- _WHAT IS EXPECTED_
Here is a block of entries. Write out its lines exactly, from the first through the one containing "use std::ffi::OsString;".

╭─ RECORDS

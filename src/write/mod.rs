//! Output assembly.
//!
//! The output archive is the synthesized header, then the index table, then
//! every surviving record copied verbatim in ascending order:
//!
//! ```text
//! +-----------------+----------------------+---------------------------+
//! | header (122)    | index (count × 17)   | record, record, ...       |
//! +-----------------+----------------------+---------------------------+
//! ```

mod index;

pub use index::{IndexPlan, build_index};

use std::ffi::OsString;
use std::path::{Path, PathBuf};

use filetime::FileTime;

use crate::Result;
use crate::format::header::ArchiveHeader;
use crate::read::Archive;

/// Concatenates the header, the index table and the record bytes.
///
/// `plan` must have been built from `archive.records()` so the offsets it
/// stores match the order the records are written in.
pub fn assemble(header: &ArchiveHeader, plan: &IndexPlan, archive: &Archive) -> Vec<u8> {
    let body: usize = archive.records().iter().map(|r| r.total_len()).sum();
    let mut out = Vec::with_capacity(plan.data_start + body);

    out.extend_from_slice(&header.encode());
    out.extend_from_slice(&plan.encode());
    debug_assert_eq!(out.len(), plan.data_start);

    for record in archive.records() {
        out.extend_from_slice(archive.record_bytes(record));
    }
    out
}

/// Writes a finished archive and stamps it with `mtime`.
///
/// The bytes go to a temporary file next to `path` that is renamed into
/// place once complete, so `path` is either left as it was or holds the
/// whole archive. Failing to set the modification time is logged and
/// otherwise ignored; the archive itself is still valid.
pub fn write_archive(
    path: impl AsRef<Path>,
    bytes: &[u8],
    mtime: Option<FileTime>,
) -> Result<()> {
    let path = path.as_ref();
    if let Some(parent) = path.parent().filter(|p| !p.as_os_str().is_empty()) {
        std::fs::create_dir_all(parent)?;
    }

    let temp_path = temp_path_for(path);
    let written = std::fs::write(&temp_path, bytes)
        .and_then(|()| std::fs::rename(&temp_path, path));
    if let Err(e) = written {
        // The temp file may not exist if creating it was what failed.
        let _ = std::fs::remove_file(&temp_path);
        return Err(e.into());
    }
    log::debug!("Wrote {} bytes to '{}'", bytes.len(), path.display());

    if let Some(mtime) = mtime {
        if let Err(e) = filetime::set_file_mtime(path, mtime) {
            log::warn!(
                "Failed to set modification time on '{}': {}",
                path.display(),
                e
            );
        }
    }
    Ok(())
}

/// Returns the sibling path an archive is staged at before the rename.
fn temp_path_for(path: &Path) -> PathBuf {
    let mut name = path.file_name().map(OsString::from).unwrap_or_default();
    name.push(".tmp");
    path.with_file_name(name)
}
//! # crspatch
//!
//! A library for rewriting CRS course archives so that a stricter consumer
//! accepts them.
//!
//! A CRS archive is a sequence of records, each a fixed 122-byte header
//! followed by an opaque compressed payload. The patcher removes a
//! configurable set of records, points every surviving record at the
//! consumer's unpack directory, and prepends a synthesized archive header
//! with an index table giving the byte offset of each surviving record.
//! Payload bytes are never decoded or changed.
//!
//! ## Quick Start
//!
//! ### Patching a File
//!
//! ```rust,no_run
//! use crspatch::{Patcher, Result};
//!
//! fn main() -> Result<()> {
//!     let report = Patcher::default().patch_file("PEBBLE.CRS", "PEBBLE_patched.CRS")?;
//!
//!     for entry in &report.entries {
//!         println!("{:<12} {:#08x} -> {:#08x}",
//!             entry.name, entry.original_offset, entry.new_offset);
//!     }
//!     for warning in &report.warnings {
//!         eprintln!("warning: {warning}");
//!     }
//!     Ok(())
//! }
//! ```
//!
//! ### Patching in Memory
//!
//! ```rust,no_run
//! use crspatch::{DosDateTime, PatchOptions, Patcher, Result};
//!
//! fn main() -> Result<()> {
//!     let options = PatchOptions::new()
//!         .exclude("TREES.OFS")
//!         .replacement_path("C:\\LINKS\\TEMP\\")?;
//!
//!     let data = std::fs::read("PEBBLE.CRS")?;
//!     let stamp = DosDateTime::from_parts(1998, 7, 4, 9, 30, 0)?;
//!     let output = Patcher::new(options).patch_bytes(data, stamp)?;
//!     println!("{} bytes, {} records", output.bytes.len(), output.report.file_count);
//!     Ok(())
//! }
//! ```
//!
//! ### Inspecting an Archive
//!
//! ```rust,no_run
//! use crspatch::{Archive, Result};
//!
//! fn main() -> Result<()> {
//!     let archive = Archive::open_path("PEBBLE.CRS")?;
//!     let info = archive.info();
//!     println!("{} records, {} bytes packed", info.record_count, info.packed_size);
//!     Ok(())
//! }
//! ```
//!
//! ## Error Handling
//!
//! All operations return [`Result<T>`]. A malformed record or an archive too
//! large for the index aborts the file; anomalies that only affect a single
//! record are reported as [`Warning`]s in the [`PatchReport`].
//!
//! ```rust,no_run
//! use crspatch::{Error, Patcher};
//!
//! match Patcher::default().patch_file("PEBBLE.CRS", "out.CRS") {
//!     Ok(report) => println!("removed {}", report.removed.len()),
//!     Err(e) if e.is_corruption() => eprintln!("damaged archive: {e}"),
//!     Err(Error::Io(e)) => eprintln!("I/O error: {e}"),
//!     Err(e) => eprintln!("{e}"),
//! }
//! ```
//!
//! ## Feature Flags
//!
//! | Feature | Default | Description |
//! |---------|---------|-------------|
//! | `parallel` | Yes | Batch patching on the Rayon thread pool |
//! | `cli` | No | Command-line interface tool |
//!
//! ## Minimum Supported Rust Version (MSRV)
//!
//! This crate requires **Rust 1.85** or later.

#![cfg_attr(docsrs, feature(doc_cfg))]
#![warn(missing_docs)]
#![warn(rust_2018_idioms)]

pub mod batch;
pub mod edit;
pub mod error;
pub mod format;
pub mod patch;
pub mod read;
pub mod timestamp;
pub mod write;

pub use error::{Error, Result, Warning};
pub use timestamp::DosDateTime;

pub use read::{Archive, ArchiveInfo, RecordPolicy};

pub use edit::{Exclusions, PathPatch};

pub use patch::{IndexedRecord, PatchOptions, PatchOutput, PatchReport, Patcher};

pub use batch::{BatchResult, FileOutcome, patch_batch};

╰─

- _OUTPUT_
filename src/write/mod.rs
//! Output assembly.
//!
//! The output archive is the synthesized header, then the index table, then
//! every surviving record copied verbatim in ascending order:
//!
//! ```text
//! +-----------------+----------------------+---------------------------+
//! | header (122)    | index (count × 17)   | record, record, ...       |
//! +-----------------+----------------------+---------------------------+
//! ```

mod index;

pub use index::{IndexPlan, build_index};

use std::ffi::OsString;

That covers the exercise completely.